映画「悪魔の赤ちゃん」のDVDを一月中旬に見ました。
1974年の作品で、監督・脚本はラリー・コーエン。
原題は「It's Alive」で、「フランケンシュタイン」の中の有名なセリフから採られたものだそうです。
映画中、フランケンシュタインに言及する台詞も出てきます。「フランケンシュタインの本当の怪物は、作られた生物ではなく、作った科学者の方だと思った」といった内容です。
凄い面白いわけではないですが、なかなか面白かったです。
さて、この映画は、「悪魔の赤ちゃん」というからには、恐ろしい赤ん坊が出てきて、人間を襲う恐怖映画だと思われるかもしれません。
事実、私は映画を見るまでは、そう思っていました。
確かに、恐ろしい赤ん坊が出てきて、人間を襲う映画なのですが、恐怖はそこではなく別のところに仕込まれています。
それは、そういった「普通ではない子供」が産まれた夫婦を襲う、周囲の人間や世間からの扱いです。
赤ん坊が人間を襲って殺していく部分は、全くと言っていいほど怖くはありません。
しかし、夫婦が周囲から追い詰められていく様子はリアルさを感じて、じわじわとした恐怖をもたらします。
この映画の恐怖は、社会の持つ、偏見や差別の比喩になっています。
夫は会社を首になり、妻は精神を追い詰められて頭がおかしくなっていきます。そして夫は、「社会」の側に立つために、怪物とした生まれた子供を狩る側に身を置くことになります。
怪物は、赤ん坊ではなく、その一家を取り囲む大人たちとして表現されています。
この映画には、特に表に出ていませんが、もう一つの恐怖が盛り込まれていると思います。
以下は、作者側が意図したかどうかは分かりませんが、「私にはそう見えた」内容です。
その恐怖とは、「父親になる恐怖」です。
主人公夫婦には既に一人子供がいますので、初めて父親になるわけではありません。
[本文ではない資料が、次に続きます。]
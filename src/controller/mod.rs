//! The versioning state machine.
//!
//! A request is reduced to `(persona, shape, verb)` and dispatched through one
//! flat table. Persona is Original, TimeMap or Memento; shape is what kind of
//! original backs it. Handlers live in [`original`] and [`versions`].

mod original;
pub mod response;
mod versions;

use std::fmt;
use std::sync::Arc;

use tracing::{debug, error};
use warp::http::{HeaderMap, Method};

pub use response::Response;

use crate::config::ServerConfig;
use crate::datetime::MementoDatetime;
use crate::error::{Result, VersioningError};
use crate::headers::{digest_header, negotiate, want_digest, Prefer};
use crate::link::{parse_links, WebLink};
use crate::model::{description_of, timemap_id, uri, Persona, Resource, ResourceKind, Target};
use crate::rdf::serializer::media_type_essence;
use crate::rdf::{Graph, RdfError, RdfFormat};
use crate::Repository;

pub const MEMENTO_ALLOW: &str = "GET, HEAD, OPTIONS, DELETE";
pub const TIMEMAP_ALLOW: &str = "GET, HEAD, OPTIONS, POST, DELETE";
pub const CONTAINER_ALLOW: &str = "GET, HEAD, OPTIONS, POST, PUT, PATCH, DELETE";
pub const ROOT_ALLOW: &str = "GET, HEAD, OPTIONS, POST, PUT, PATCH";
pub const BINARY_ALLOW: &str = "GET, HEAD, OPTIONS, PUT, DELETE";
pub const DESCRIPTION_ALLOW: &str = "GET, HEAD, OPTIONS, PUT, PATCH";

#[derive(Debug, Clone, Copy, PartialEq, Eq)]
pub enum Verb {
    Get,
    Head,
    Options,
    Post,
    Put,
    Patch,
    Delete,
    Other,
}

impl Verb {
    pub fn from_method(method: &Method) -> Self {
        match *method {
            Method::GET => Verb::Get,
            Method::HEAD => Verb::Head,
            Method::OPTIONS => Verb::Options,
            Method::POST => Verb::Post,
            Method::PUT => Verb::Put,
            Method::PATCH => Verb::Patch,
            Method::DELETE => Verb::Delete,
            _ => Verb::Other,
        }
    }
}

impl fmt::Display for Verb {
    fn fmt(&self, f: &mut fmt::Formatter<'_>) -> fmt::Result {
        let name = match self {
            Verb::Get => "GET",
            Verb::Head => "HEAD",
            Verb::Options => "OPTIONS",
            Verb::Post => "POST",
            Verb::Put => "PUT",
            Verb::Patch => "PATCH",
            Verb::Delete => "DELETE",
            Verb::Other => "OTHER",
        };
        f.write_str(name)
    }
}

#[derive(Debug, Clone)]
pub struct Request {
    pub verb: Verb,
    /// URL path, without query.
    pub path: String,
    pub headers: HeaderMap,
    pub body: Vec<u8>,
}

impl Request {
    pub fn new(verb: Verb, path: impl Into<String>, headers: HeaderMap, body: Vec<u8>) -> Self {
        Self { verb, path: path.into(), headers, body }
    }

    pub fn header(&self, name: &str) -> Option<&str> {
        self.headers.get(name).and_then(|v| v.to_str().ok()).map(str::trim)
    }

    pub fn header_all(&self, name: &str) -> Vec<&str> {
        self.headers.get_all(name).iter().filter_map(|v| v.to_str().ok()).collect()
    }

    fn has_body(&self) -> bool {
        self.body.iter().any(|b| !b.is_ascii_whitespace())
    }
}

/// What kind of original backs a request; decides the verbs allowed on it.
#[derive(Debug, Clone, Copy, PartialEq, Eq)]
enum Shape {
    Root,
    Container,
    Binary,
    Description,
}

impl Shape {
    fn of(resource: &Resource) -> Self {
        if resource.id.is_empty() {
            Shape::Root
        } else if resource.is_description() {
            Shape::Description
        } else if resource.kind() == ResourceKind::NonRdfSource {
            Shape::Binary
        } else {
            Shape::Container
        }
    }
}

fn allow(persona: Persona, shape: Shape) -> &'static str {
    match (persona, shape) {
        (Persona::Memento(_), _) => MEMENTO_ALLOW,
        (Persona::TimeMap, _) => TIMEMAP_ALLOW,
        (Persona::Original, Shape::Root) => ROOT_ALLOW,
        (Persona::Original, Shape::Container) => CONTAINER_ALLOW,
        (Persona::Original, Shape::Binary) => BINARY_ALLOW,
        (Persona::Original, Shape::Description) => DESCRIPTION_ALLOW,
    }
}

pub struct VersioningController {
    repo: Arc<Repository>,
    config: ServerConfig,
}

impl VersioningController {
    pub fn new(repo: Arc<Repository>, config: ServerConfig) -> Self {
        Self { repo, config }
    }

    pub fn repository(&self) -> &Arc<Repository> {
        &self.repo
    }

    pub fn config(&self) -> &ServerConfig {
        &self.config
    }

    pub fn handle(&self, request: Request) -> Response {
        let mut response = match self.dispatch(&request) {
            Ok(response) => response,
            Err(err) => {
                if err.status().is_server_error() {
                    error!("{} {} failed: {}", request.verb, request.path, err);
                } else {
                    debug!("{} {} rejected ({}): {}", request.verb, request.path, err.status(), err);
                }
                let request_uri = format!("{}{}", self.config.base_url, request.path);
                Response::from_error(&err, &request_uri, &self.config)
            }
        };
        if request.verb == Verb::Head {
            response.body.clear();
        }
        response
    }

    fn dispatch(&self, req: &Request) -> Result<Response> {
        let target = Target::parse(&req.path)?;

        let resource = match self.repo.resources.get(&target.id) {
            Ok(resource) => resource,
            Err(VersioningError::NotFound(_)) if target.persona == Persona::Original && req.verb == Verb::Put => {
                return self.store_original(req, &target.id, None);
            }
            Err(err) => return Err(err),
        };

        if target.persona != Persona::Original && !self.repo.is_versioned(&target.id)? {
            return Err(VersioningError::NotFound(req.path.clone()));
        }
        if let Persona::Memento(token) = target.persona {
            self.repo.mementos.get_memento(&target.id, token)?;
        }

        let shape = Shape::of(&resource);
        debug!("{} /{} as {:?} of {:?}", req.verb, target.id, target.persona, shape);

        match (target.persona, shape, req.verb) {
            (persona, shape, Verb::Options) => Ok(self.options(persona, shape, &target.id)),

            (Persona::Original, _, Verb::Get | Verb::Head) => self.get_original(req, &resource),
            (Persona::Original, _, Verb::Put) => self.store_original(req, &resource.id, Some(&resource)),
            (Persona::Original, Shape::Root | Shape::Container, Verb::Post) => self.post_original(req, &resource),
            (Persona::Original, Shape::Root | Shape::Container | Shape::Description, Verb::Patch) => {
                self.patch_original(req, &resource)
            }
            (Persona::Original, Shape::Container | Shape::Binary, Verb::Delete) => self.delete_original(&resource),

            (Persona::TimeMap, _, Verb::Get | Verb::Head) => self.get_timemap(req, &resource),
            (Persona::TimeMap, _, Verb::Post) => self.create_memento(req, &resource),
            (Persona::TimeMap, _, Verb::Delete) => self.delete_timemap(&resource),

            (Persona::Memento(token), _, Verb::Get | Verb::Head) => self.get_memento(req, &resource, token),
            (Persona::Memento(token), _, Verb::Delete) => self.delete_memento(&resource, token),

            (persona, shape, _) => Err(VersioningError::MethodNotAllowed { allow: allow(persona, shape) }),
        }
    }

    fn options(&self, persona: Persona, shape: Shape, id: &str) -> Response {
        let vary = if self.repo.is_versioned(id).unwrap_or(false) { "Accept-Datetime" } else { "Accept" };
        let response = Response::new(warp::http::StatusCode::OK).allow(allow(persona, shape)).header("vary", vary);
        match (persona, shape) {
            (Persona::TimeMap, _) | (Persona::Original, Shape::Root | Shape::Container) => {
                response.header("accept-post", rdf_media_types())
            }
            _ => response,
        }
    }

    // --- SHARED HELPERS ---

    fn uri(&self, id: &str) -> String {
        uri(&self.config.base_url, id)
    }

    /// URI that triples of `id` are about: a description talks about its binary.
    fn subject_uri(&self, id: &str) -> String {
        self.uri(description_of(id).unwrap_or(id))
    }

    fn negotiate_rdf(&self, req: &Request) -> Result<RdfFormat> {
        let offered: Vec<&'static str> = RdfFormat::media_types().collect();
        let accept = req.header("accept");
        negotiate(accept, &offered)
            .and_then(RdfFormat::from_media_type)
            .ok_or_else(|| VersioningError::NotAcceptable(accept.unwrap_or_default().to_string()))
    }

    /// Parses the request body as RDF. An empty body without a
    /// `Content-Type` is an empty graph.
    fn read_rdf(&self, req: &Request, base: &str) -> Result<Graph> {
        match req.header("content-type") {
            Some(content_type) => match RdfFormat::from_media_type(content_type) {
                Some(format) => Ok(format.parse(&req.body, base)?),
                None => Err(RdfError::UnsupportedMediaType(media_type_essence(content_type)).into()),
            },
            None if !req.has_body() => Ok(Graph::new()),
            None => Err(VersioningError::UnsupportedMediaType("missing Content-Type".to_string())),
        }
    }

    fn prefer(&self, req: &Request) -> Prefer {
        Prefer::parse(req.header_all("prefer"))
    }

    fn request_links(&self, req: &Request) -> Result<Vec<WebLink>> {
        let mut links = Vec::new();
        for value in req.header_all("link") {
            links.extend(parse_links(value).map_err(|e| VersioningError::BadRequest(e.to_string()))?);
        }
        Ok(links)
    }

    fn memento_datetime(&self, req: &Request) -> Result<Option<MementoDatetime>> {
        match req.header("memento-datetime") {
            Some(value) => Ok(Some(MementoDatetime::parse(value)?)),
            None => Ok(None),
        }
    }

    /// `original timegate` and `timemap` links of a versioned original.
    fn versioning_links(&self, response: Response, id: &str) -> Response {
        let original = self.uri(id);
        response
            .link(WebLink::new(original).rel("original timegate"))
            .link(WebLink::new(self.uri(&timemap_id(id))).rel("timemap"))
    }

    /// Answers `Want-Digest` for binary content.
    fn with_digest(&self, response: Response, req: &Request, content: &[u8]) -> Result<Response> {
        match req.header("want-digest") {
            Some(wanted) => {
                let algorithms = want_digest(wanted)?;
                Ok(response.header("digest", digest_header(&algorithms, content)))
            }
            None => Ok(response),
        }
    }
}

fn rdf_media_types() -> String {
    RdfFormat::media_types().collect::<Vec<_>>().join(", ")
}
なので、この恐怖を感じたのは製作者側の意図かどうかは分かりません。
主人公の父親は、映画の序盤で子供の誕生をそれほど望んでいない様子を見せます。そして、子供が生まれたせいで、社会的立場が変わり、職を失ったり、夫婦の関係が変わったりします。
望まない形で大きな変化が起きるわけです。
これは、「父親になる恐怖」ではないかと思いました。父親になるということは、これまでの自分の人生を、ある程度捨てることになります。これは男性にとっては、大きな恐怖だと思いました。
そういう意図があるのかどうかは分かりませんが、終盤、子供を狩る側に回った父親が、異形の子供と対面した後、それを守る側に回ります。
その様子を見て、「父親になる恐怖」から「父親になることを受け入れ」「父親になった」話だと感じました。
以下、粗筋です。(ネタバレあり。あまりネタバレが関係ある映画ではありません。終盤の半ばまで書いています)
主人公は一子を持つ男性。彼の妻は妊娠しており、その出産で病院に行く。
だが、その出産の現場で変事が起こる。産まれた赤ん坊が、医師たちを殺して逃亡したのだ。にわかに信じられない事態だったが、それは事実だった。
逃亡して潜伏した子供は、次々と人間を殺害し始める。
警察は赤ん坊の捜索を始める。医師や研究者は、研究材料として赤ん坊を追う。製薬会社は、自社の薬が原因ではないかと考え、赤ん坊を葬り去ろうとする。
その中、夫婦は追い詰められていく。会社は夫を首にし、マスコミは夫婦を実名報道する。周囲からの非難の声に、妻は精神を犯されていく。
夫は、赤ん坊を研究機関に譲り渡す書類にサインする。そして、警察とともに赤ん坊を追う。
彼は銃を持ち、赤ん坊を狩る側に回る。だが、下水道で赤ん坊と対面したことで、その赤ん坊を守ろうとし始める……。
映画を見ながら、産まれたばかりの赤ん坊が他人を殺せるほどの力を持っている話って、昔話で何かあったなと思い出しました。
少し記憶を探ってみましたが、酒呑童子だったような気がします。他に何かあったような気もしますが、載っていたと思われる本を探してみましたが、出てきませんでした。
記憶力がよくないのが悔やまれます。